HOA defrauded of millions accuses law firm of facilitating scheme

Article Courtesy of The Las Vegas Review-Journal

By Jenny Wilson

Published March 31, 2017

 

Forty people were arrested and at least three people killed themselves after federal investigators started bulldozing a construction company owner’s massive election-rigging scheme to defraud homeowners associations of millions of dollars and win an illegal fortune off of construction defect lawsuits and building repair contracts.

 

The construction company owner, Leon Benzer, is serving a 15-year prison sentence. His criminal partner, former construction defect attorney Nancy Quon, killed herself in 2012 as authorities were zeroing in on her role. Her estate since has paid out a $6 million settlement to the homeowners association that suffered the greatest losses, a lawyer for the Vistana HOA said in court Tuesday.

But the dust still hasn’t settled. The homeowners association is trying to convince a judge that the fraud ringleaders could not have embezzled millions without the gross malpractice committed by a law firm that was hired in 2006 to protect the integrity of the Vistana HOA board elections.

The firm, Kummer Kaempfer Bonner Renshaw and Ferrario, did the opposite and concealed illegal behavior from its client, attorney Richard Haskin, who is representing the Vistana HOA, told a Clark County judge Tuesday.

Judge Mark Denton heard opening statements Tuesday in the civil case the Vistana HOA filed against the firm, which since has changed its name to Kaempfer Crowe. Only one of the firm’s lawyers, a first-year associate, ever faced criminal charges.

Leon Benzer, the alleged mastermind of the scheme to take over homeowner associations, arrives at the Lloyd George U.S. Courthouse on Friday, Jan. 23, 2015.


    
In his opening statement, Haskin raced through the details of Benzer’s corrupt takeover of the Vistana HOA board, highlighting the players who helped him along the way.

Benzer and Quon started infiltrating the Vistana HOA board more than a decade ago using straw buyers, handpicking their cronies as board candidates and rigging the elections to eventually win three-person majority control of the five-member board. They fired existing construction defect lawyers, and Quon took charge. She handled the legal work, while Benzer’s company, Silver Lining Constructions, was awarded the remediation contracts.

By 2006, the activities had raised eyebrows at the Nevada Real Estate Division, which received several complaints from homeowners, Haskin said. It demanded that Vistana hire an independent third party to oversee the upcoming election.

The board hired KKBRF. Haskin told the judge Benzer had a prior business relationship and friendship with one of the firm’s attorneys.
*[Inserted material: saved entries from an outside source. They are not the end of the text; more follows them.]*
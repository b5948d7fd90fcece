//! Change report serialization
//!
//! Turns a raw change log into the YAML report the CLI prints.
//!
//! # Flow
//!
//! ```text
//! ChangeLog (engine order, full nodes)
//!     │
//!     ▼ prepare()    drop no-change, trim node payloads, sort by path
//! Vec<ReportEntry>
//!     │
//!     ▼ write_changes() / render_changes()
//! YAML sequence
//! ```
//!
//! # Payload Rules
//!
//! | Type | `from` | `to` |
//! |------|--------|------|
//! | deleted | kept for scalars only | - |
//! | added | - | kept for scalars only |
//! | moved | dropped | dropped |
//! | changed | kept | kept |

use std::io::Write;

use serde::Serialize;
use serde_yaml::Value;

use crate::change::{ChangeLogEntry, ChangeType};
use crate::convert::to_yaml_value;
use crate::error::{DiffError, DiffResult};
use crate::node::{GenericNode, Position};

/// One serialized report row
#[derive(Debug, Clone, PartialEq, Serialize)]
#[serde(rename_all = "kebab-case")]
pub struct ReportEntry {
    pub path: String,
    #[serde(rename = "type")]
    pub change_type: ChangeType,
    #[serde(skip_serializing_if = "Option::is_none")]
    pub from: Option<Value>,
    #[serde(skip_serializing_if = "Option::is_none")]
    pub to: Option<Value>,
    #[serde(skip_serializing_if = "Option::is_none")]
    pub from_index: Option<usize>,
    #[serde(skip_serializing_if = "Option::is_none")]
    pub to_index: Option<usize>,
    #[serde(skip_serializing_if = "Option::is_none")]
    pub line: Option<u32>,
    #[serde(skip_serializing_if = "Option::is_none")]
    pub column: Option<u32>,
}

impl ReportEntry {
    fn from_entry(entry: &ChangeLogEntry<'_>) -> Self {
        let (from, to) = match entry.change_type {
            ChangeType::Deleted => (scalar_only(entry.from), None),
            ChangeType::Added => (None, scalar_only(entry.to)),
            ChangeType::Moved | ChangeType::NoChange => (None, None),
            ChangeType::Changed => (entry.from.map(to_yaml_value), entry.to.map(to_yaml_value)),
        };
        // Report where the surviving side of the change sits
        let position: Option<Position> = match entry.change_type {
            ChangeType::Deleted => entry.from.and_then(|n| n.position),
            _ => entry.to.or(entry.from).and_then(|n| n.position),
        };

        Self {
            path: entry.path.clone(),
            change_type: entry.change_type,
            from,
            to,
            from_index: entry.from_index,
            to_index: entry.to_index,
            line: position.map(|p| p.line),
            column: position.map(|p| p.column),
        }
    }
}

fn scalar_only(node: Option<&GenericNode>) -> Option<Value> {
    node.filter(|n| n.is_scalar()).map(to_yaml_value)
}

/// Filter and sort entries for reporting
///
/// Drops `NoChange`, trims node payloads per change type and sorts by path
/// (stable, so equal paths keep engine order).
pub fn prepare<'e, 'a: 'e>(entries: impl IntoIterator<Item = &'e ChangeLogEntry<'a>>) -> Vec<ReportEntry> {
    let mut report: Vec<ReportEntry> = entries
        .into_iter()
        .filter(|e| e.change_type != ChangeType::NoChange)
        .map(ReportEntry::from_entry)
        .collect();
    report.sort_by(|a, b| a.path.cmp(&b.path));
    report
}

/// Write the report for `entries` as a YAML sequence
pub fn write_changes<'e, 'a: 'e, W: Write>(
    entries: impl IntoIterator<Item = &'e ChangeLogEntry<'a>>,
    writer: W,
) -> DiffResult<()> {
    let report = prepare(entries);
    serde_yaml::to_writer(writer, &report).map_err(DiffError::serialize)
}

/// Render the report for `entries` to a string
pub fn render_changes<'e, 'a: 'e>(entries: impl IntoIterator<Item = &'e ChangeLogEntry<'a>>) -> DiffResult<String> {
    let report = prepare(entries);
    serde_yaml::to_string(&report).map_err(DiffError::serialize)
}
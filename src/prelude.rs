//! Prelude module for common imports.
//!
//! ```ignore
//! use structdiff::prelude::*;
//! ```

// Node types
pub use crate::node::{GenericNode, HashedNode, HashedTree, MappingOrder, NodeId, NodeKind, Position};

// Change log
pub use crate::change::{ChangeCounts, ChangeLog, ChangeLogEntry, ChangeType};

// Algorithms
pub use crate::algo::{
    DiffConfig, DiffOutcome, DiffStats, MovePairing, diff, diff_documents, diff_documents_with_config,
    diff_trees, diff_with_config, diff_with_stats,
};

#[cfg(feature = "parallel")]
pub use crate::algo::diff_batch;

// Hashing
pub use crate::hash::{ContentHash, StableHasher};

// Error
pub use crate::error::{DiffError, DiffResult};

// YAML
#[cfg(feature = "yaml")]
pub use crate::convert::{from_yaml_file, from_yaml_str};

#[cfg(feature = "yaml")]
pub use crate::report::{ReportEntry, render_changes, write_changes};
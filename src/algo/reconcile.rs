//! Reconciliation passes over provisional sequence edits
//!
//! The sequence engine only knows about additions and deletions. These
//! passes reclassify matched add/delete pairs:
//!
//! | Pass | Pairs | Result |
//! |------|-------|--------|
//! | [`merge_updates`] | latest pending add + delete, same identity, different hash | `Changed` |
//! | [`merge_moves`] | delete + add with equal hash | `Moved` |
//! | [`pair_scalar_moves`] | delete + add with equal scalar value | `Moved` |
//!
//! Every pass is two-phase: a scan collects candidates and a removal set,
//! then a filter emits the survivors. Inputs are never mutated.

use tracing::trace;

use crate::node::{HashedTree, NodeId, NodeKind};

// =============================================================================
// Types
// =============================================================================

/// Provisional change between two sibling lists
#[derive(Debug, Clone, Copy, PartialEq, Eq)]
pub enum SeqChange {
    /// Old child at `from_idx` has no counterpart
    Deleted { from: NodeId, from_idx: usize },
    /// New child at `to_idx` has no counterpart
    Added { to: NodeId, to_idx: usize },
    /// Same logical item, different content
    Changed { from: NodeId, to: NodeId },
    /// Same content, different position
    Moved {
        from: NodeId,
        to: NodeId,
        from_idx: usize,
        to_idx: usize,
    },
}

impl SeqChange {
    #[inline]
    pub fn is_deleted(&self) -> bool {
        matches!(self, Self::Deleted { .. })
    }

    #[inline]
    pub fn is_added(&self) -> bool {
        matches!(self, Self::Added { .. })
    }
}

/// How added scalars find their deleted counterpart
#[derive(Debug, Clone, Copy, PartialEq, Eq, Default)]
pub enum MovePairing {
    /// First unconsumed deletion in edit order
    #[default]
    FirstMatch,
    /// Unconsumed deletion with the closest index; ties go to the lower index
    Nearest,
}

// =============================================================================
// Identity
// =============================================================================

/// Whether two nodes look like the same logical item
///
/// - different kinds: never
/// - scalars: always (a scalar in the same slot is the same item)
/// - mappings: both empty, or equal first-entry hash
/// - anything else: full hash equality
pub fn same_identity(old: &HashedTree<'_>, from: NodeId, new: &HashedTree<'_>, to: NodeId) -> bool {
    let (a, b) = (old.node(from), new.node(to));
    if a.kind != b.kind {
        return false;
    }
    if a.kind == NodeKind::Scalar {
        return true;
    }
    if a.kind == NodeKind::Mapping {
        match (a.children.is_empty(), b.children.is_empty()) {
            (true, true) => return true,
            (false, false) => return old.first_child_hash(from) == new.first_child_hash(to),
            _ => {}
        }
    }
    a.hash == b.hash
}

// =============================================================================
// Update Merge
// =============================================================================

/// Merge adjacent add/delete pairs of the same item into `Changed`
///
/// Scans in order tracking the latest pending `Added` and `Deleted`. When
/// both are pending and they share identity but not content, the pair
/// becomes `Changed` and both slots reset. Output: `Changed` entries in
/// discovery order, then every unconsumed input entry in input order.
pub fn merge_updates(changes: &[SeqChange], old: &HashedTree<'_>, new: &HashedTree<'_>) -> Vec<SeqChange> {
    let mut merged = Vec::new();
    let mut removed = vec![false; changes.len()];
    let mut pending_add: Option<usize> = None;
    let mut pending_del: Option<usize> = None;

    for (i, change) in changes.iter().enumerate() {
        match change {
            SeqChange::Added { .. } => pending_add = Some(i),
            SeqChange::Deleted { .. } => pending_del = Some(i),
            _ => continue,
        }
        let (Some(add_i), Some(del_i)) = (pending_add, pending_del) else {
            continue;
        };
        let (SeqChange::Added { to, .. }, SeqChange::Deleted { from, .. }) = (changes[add_i], changes[del_i]) else {
            continue;
        };
        if same_identity(old, from, new, to) && old.hash(from) != new.hash(to) {
            merged.push(SeqChange::Changed { from, to });
            removed[add_i] = true;
            removed[del_i] = true;
            pending_add = None;
            pending_del = None;
        }
    }

    trace!(changed = merged.len(), survivors = changes.len() - 2 * merged.len(), "update merge");
    merged.extend(survivors(changes, &removed));
    merged
}

// =============================================================================
// Move Merge
// =============================================================================

/// Pair deletions and additions with equal content hashes into `Moved`
///
/// Each deletion, in order, takes the first unconsumed addition whose hash
/// matches. Nodes without a hash never pair. Output: `Moved` entries first,
/// then every unconsumed input entry in input order.
pub fn merge_moves(changes: &[SeqChange], old: &HashedTree<'_>, new: &HashedTree<'_>) -> Vec<SeqChange> {
    let mut merged = Vec::new();
    let mut removed = vec![false; changes.len()];

    for (del_i, change) in changes.iter().enumerate() {
        let SeqChange::Deleted { from, from_idx } = *change else {
            continue;
        };
        let Some(hash) = old.hash(from) else {
            continue;
        };
        let found = changes.iter().enumerate().find_map(|(add_i, candidate)| match *candidate {
            SeqChange::Added { to, to_idx } if !removed[add_i] && new.hash(to) == Some(hash) => {
                Some((add_i, to, to_idx))
            }
            _ => None,
        });
        if let Some((add_i, to, to_idx)) = found {
            merged.push(SeqChange::Moved {
                from,
                to,
                from_idx,
                to_idx,
            });
            removed[add_i] = true;
            removed[del_i] = true;
        }
    }

    trace!(moved = merged.len(), survivors = changes.len() - 2 * merged.len(), "move merge");
    merged.extend(survivors(changes, &removed));
    merged
}

// =============================================================================
// Scalar Move Pairing
// =============================================================================

/// Pair each addition with a deletion of equal value into `Moved`
///
/// Additions are visited in order; each deletion is consumed at most once.
/// The `Moved` entry takes the addition's slot and the deletion is dropped,
/// so unrelated entries keep their relative order.
pub fn pair_scalar_moves<F>(changes: &[SeqChange], same_value: F, pairing: MovePairing) -> Vec<SeqChange>
where
    F: Fn(NodeId, NodeId) -> bool,
{
    let mut out: Vec<Option<SeqChange>> = changes.iter().copied().map(Some).collect();

    for (add_i, change) in changes.iter().enumerate() {
        let SeqChange::Added { to, to_idx } = *change else {
            continue;
        };
        let candidates = out.iter().enumerate().filter_map(|(del_i, slot)| match *slot {
            Some(SeqChange::Deleted { from, from_idx }) if same_value(from, to) => Some((del_i, from, from_idx)),
            _ => None,
        });
        let chosen = match pairing {
            MovePairing::FirstMatch => candidates.min_by_key(|c| c.0),
            MovePairing::Nearest => candidates.min_by_key(|&(_, _, from_idx)| (from_idx.abs_diff(to_idx), from_idx)),
        };
        if let Some((del_i, from, from_idx)) = chosen {
            out[del_i] = None;
            out[add_i] = Some(SeqChange::Moved {
                from,
                to,
                from_idx,
                to_idx,
            });
        }
    }

    let paired: Vec<SeqChange> = out.into_iter().flatten().collect();
    trace!(moved = changes.len() - paired.len(), survivors = paired.len(), "scalar move pairing");
    paired
}

#[inline]
fn survivors<'c>(changes: &'c [SeqChange], removed: &'c [bool]) -> impl Iterator<Item = SeqChange> + 'c {
    changes
        .iter()
        .zip(removed)
        .filter(|(_, gone)| !**gone)
        .map(|(change, _)| *change)
}

#[cfg(test)]
mod tests {
    use super::*;
    use crate::node::GenericNode;

    fn seq_doc(items: Vec<GenericNode>) -> GenericNode {
        GenericNode::document(Some(GenericNode::sequence(items)))
    }

    /// Ids of the sequence items of a `seq_doc`
    fn items(tree: &HashedTree<'_>) -> Vec<NodeId> {
        let seq = tree.children(tree.root())[0];
        tree.children(seq).to_vec()
    }

    fn item(name: &str, version: &str) -> GenericNode {
        GenericNode::mapping([("name", GenericNode::scalar(name)), ("version", GenericNode::scalar(version))])
    }

    #[test]
    fn test_same_identity_rules() {
        let a = seq_doc(vec![
            item("serde", "1.0"),
            GenericNode::scalar("x"),
            GenericNode::mapping::<&str>([]),
            GenericNode::scalars(["a"]),
        ]);
        let b = seq_doc(vec![
            item("serde", "2.0"),
            GenericNode::scalar("y"),
            GenericNode::mapping::<&str>([]),
            GenericNode::scalars(["b"]),
        ]);
        let (ta, tb) = (HashedTree::build(&a), HashedTree::build(&b));
        let (ia, ib) = (items(&ta), items(&tb));

        // First entry hash matches
        assert!(same_identity(&ta, ia[0], &tb, ib[0]));
        // Scalars always match
        assert!(same_identity(&ta, ia[1], &tb, ib[1]));
        // Empty mappings
        assert!(same_identity(&ta, ia[2], &tb, ib[2]));
        // Sequences need equal hashes
        assert!(!same_identity(&ta, ia[3], &tb, ib[3]));
        // Kind mismatch
        assert!(!same_identity(&ta, ia[0], &tb, ib[1]));
    }

    #[test]
    fn test_merge_updates_pairs_same_identity() {
        let a = seq_doc(vec![item("serde", "1.0"), item("tokio", "1.0")]);
        let b = seq_doc(vec![item("serde", "2.0"), item("tokio", "1.0")]);
        let (ta, tb) = (HashedTree::build(&a), HashedTree::build(&b));
        let (ia, ib) = (items(&ta), items(&tb));

        let changes = [
            SeqChange::Deleted { from: ia[0], from_idx: 0 },
            SeqChange::Added { to: ib[0], to_idx: 0 },
        ];
        let merged = merge_updates(&changes, &ta, &tb);
        assert_eq!(merged, [SeqChange::Changed { from: ia[0], to: ib[0] }]);
    }

    #[test]
    fn test_merge_updates_keeps_unrelated_pairs() {
        let a = seq_doc(vec![item("serde", "1.0"), item("tokio", "1.0")]);
        let b = seq_doc(vec![item("rayon", "1.0"), item("tokio", "1.0")]);
        let (ta, tb) = (HashedTree::build(&a), HashedTree::build(&b));
        let (ia, ib) = (items(&ta), items(&tb));

        let changes = [
            SeqChange::Deleted { from: ia[0], from_idx: 0 },
            SeqChange::Added { to: ib[0], to_idx: 0 },
        ];
        assert_eq!(merge_updates(&changes, &ta, &tb), changes);
    }

    #[test]
    fn test_merge_moves_pairs_equal_hashes_once() {
        let a = seq_doc(vec![GenericNode::scalars(["a"]), GenericNode::scalars(["b"])]);
        let b = seq_doc(vec![
            GenericNode::scalars(["b"]),
            GenericNode::scalars(["a"]),
            GenericNode::scalars(["a"]),
        ]);
        let (ta, tb) = (HashedTree::build(&a), HashedTree::build(&b));
        let (ia, ib) = (items(&ta), items(&tb));

        let changes = [
            SeqChange::Deleted { from: ia[0], from_idx: 0 },
            SeqChange::Added { to: ib[1], to_idx: 1 },
            SeqChange::Added { to: ib[2], to_idx: 2 },
        ];
        let merged = merge_moves(&changes, &ta, &tb);
        assert_eq!(
            merged,
            [
                SeqChange::Moved {
                    from: ia[0],
                    to: ib[1],
                    from_idx: 0,
                    to_idx: 1
                },
                SeqChange::Added { to: ib[2], to_idx: 2 },
            ]
        );
    }

    #[test]
    fn test_merge_moves_skips_unhashed() {
        let a = seq_doc(vec![GenericNode::alias(), GenericNode::scalars(["x"])]);
        let b = seq_doc(vec![GenericNode::scalars(["x"]), GenericNode::alias()]);
        let (ta, tb) = (HashedTree::build(&a), HashedTree::build(&b));
        let (ia, ib) = (items(&ta), items(&tb));

        let changes = [
            SeqChange::Deleted { from: ia[0], from_idx: 0 },
            SeqChange::Added { to: ib[1], to_idx: 1 },
        ];
        assert_eq!(merge_moves(&changes, &ta, &tb), changes);
    }

    /// Distinct ids for pairing tests, which never look at node content
    fn ids(n: usize) -> Vec<NodeId> {
        let doc = GenericNode::scalars((0..n).map(|i| i.to_string()));
        let tree = HashedTree::build(&doc);
        tree.children(tree.root()).to_vec()
    }

    #[test]
    fn test_pair_scalar_moves_tie_breaks() {
        // old: [x, a, x]  new: [a, b, x]
        let id = ids(3);
        let changes = [
            SeqChange::Deleted { from: id[0], from_idx: 0 },
            SeqChange::Deleted { from: id[1], from_idx: 2 },
            SeqChange::Added { to: id[2], to_idx: 2 },
        ];
        let same = |_: NodeId, _: NodeId| true;

        let merged = pair_scalar_moves(&changes, same, MovePairing::FirstMatch);
        assert_eq!(
            merged,
            [
                SeqChange::Deleted { from: id[1], from_idx: 2 },
                SeqChange::Moved {
                    from: id[0],
                    to: id[2],
                    from_idx: 0,
                    to_idx: 2
                },
            ]
        );

        let merged = pair_scalar_moves(&changes, same, MovePairing::Nearest);
        assert_eq!(
            merged,
            [
                SeqChange::Deleted { from: id[0], from_idx: 0 },
                SeqChange::Moved {
                    from: id[1],
                    to: id[2],
                    from_idx: 2,
                    to_idx: 2
                },
            ]
        );
    }

    #[test]
    fn test_pair_scalar_moves_respects_value() {
        let id = ids(2);
        let changes = [
            SeqChange::Deleted { from: id[0], from_idx: 0 },
            SeqChange::Added { to: id[1], to_idx: 1 },
        ];
        assert_eq!(pair_scalar_moves(&changes, |_, _| false, MovePairing::Nearest), changes);
    }

    #[test]
    fn test_pair_scalar_moves_consumes_each_deletion_once() {
        let id = ids(3);
        let changes = [
            SeqChange::Deleted { from: id[0], from_idx: 0 },
            SeqChange::Added { to: id[1], to_idx: 3 },
            SeqChange::Added { to: id[2], to_idx: 4 },
        ];
        let merged = pair_scalar_moves(&changes, |_, _| true, MovePairing::FirstMatch);
        assert_eq!(
            merged,
            [
                SeqChange::Moved {
                    from: id[0],
                    to: id[1],
                    from_idx: 0,
                    to_idx: 3
                },
                SeqChange::Added { to: id[2], to_idx: 4 },
            ]
        );
    }
}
“You couldn’t possibly represent both Leon Benzer and Vistana in this case,” he said, accusing the firm of conflict of interest.

The law firm assigned the Vistana matter to first-year associate Brian Jones, who was the only lawyer at the firm arrested. In pleading guilty to federal charges, he admitted misleading state officials about his knowledge of election rigging and allowing Benzer’s puppets to stuff ballots at his office.

“They were supposed to safeguard those ballots. They were supposed to collect those ballots,” Haskin said. “They were supposed to protect Vistana from the crimes that were circling … and they didn’t.”

Haskin accused the firm of concealing the corrupt election activity from Vistana.

Mark Ferrario, a Kaempfer Crowe lawyer representing his firm, said KKBRF was not “tied in with Benzer, with this group of people that were out infiltrating HOAs.”

Instead, Ferrario blamed solely Jones.

“Mr. Jones abruptly left the firm. … He concealed this activity from those at the firm but let the firm conceal nothing from Vistana,” Ferrario said.

Lawyers for Vistana and KKBRF stipulated to a maximum $7 million in damages that can be awarded to Vistana if the malpractice claim holds. That figure represents a portion of a $19 million construction settlement it was awarded under Benzer and Quon’s control, money that players in the fraud scheme scooped up.

The law firm argues that a $6 million settlement Vistana won from the Quon estate — and about $700,000 recovered from other sources — should offset the damages for which it can be found liable. Ferrario argued to the judge that Vistana is entitled to only $300,000 if the judge sides with the HOA.

Attorneys representing Vistana, meanwhile, are seeking the full $7 million in attorney damages and fees. They argue that the HOA was defrauded of much more than that amount, and that the stipulated figure only represents the amount for which the firm alone can be held liable.